## Task directions
Pick out the lines below that contain the string "Option" and copy them all.

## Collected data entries

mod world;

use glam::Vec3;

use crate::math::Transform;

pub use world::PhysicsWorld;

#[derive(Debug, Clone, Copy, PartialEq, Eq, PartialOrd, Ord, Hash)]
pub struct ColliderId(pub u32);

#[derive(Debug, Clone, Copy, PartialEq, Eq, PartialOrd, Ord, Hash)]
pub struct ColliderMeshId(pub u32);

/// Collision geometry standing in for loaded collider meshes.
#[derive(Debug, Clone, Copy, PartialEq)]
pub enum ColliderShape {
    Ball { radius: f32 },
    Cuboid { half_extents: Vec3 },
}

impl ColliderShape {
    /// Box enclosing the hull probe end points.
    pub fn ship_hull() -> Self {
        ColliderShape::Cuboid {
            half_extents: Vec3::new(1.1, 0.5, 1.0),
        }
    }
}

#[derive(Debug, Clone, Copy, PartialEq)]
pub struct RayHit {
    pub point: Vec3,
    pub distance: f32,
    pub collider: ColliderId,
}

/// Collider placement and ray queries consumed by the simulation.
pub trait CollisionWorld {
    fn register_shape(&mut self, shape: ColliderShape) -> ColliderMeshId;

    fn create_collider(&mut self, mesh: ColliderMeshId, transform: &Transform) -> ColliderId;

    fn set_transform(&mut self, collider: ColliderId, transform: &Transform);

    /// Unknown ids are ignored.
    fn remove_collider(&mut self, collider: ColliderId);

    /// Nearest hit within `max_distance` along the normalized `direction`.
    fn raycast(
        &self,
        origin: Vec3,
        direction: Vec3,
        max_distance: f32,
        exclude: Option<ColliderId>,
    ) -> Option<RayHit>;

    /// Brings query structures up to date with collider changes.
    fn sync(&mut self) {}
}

## Output for this task
        exclude: Option<ColliderId>,
    ) -> Option<RayHit>;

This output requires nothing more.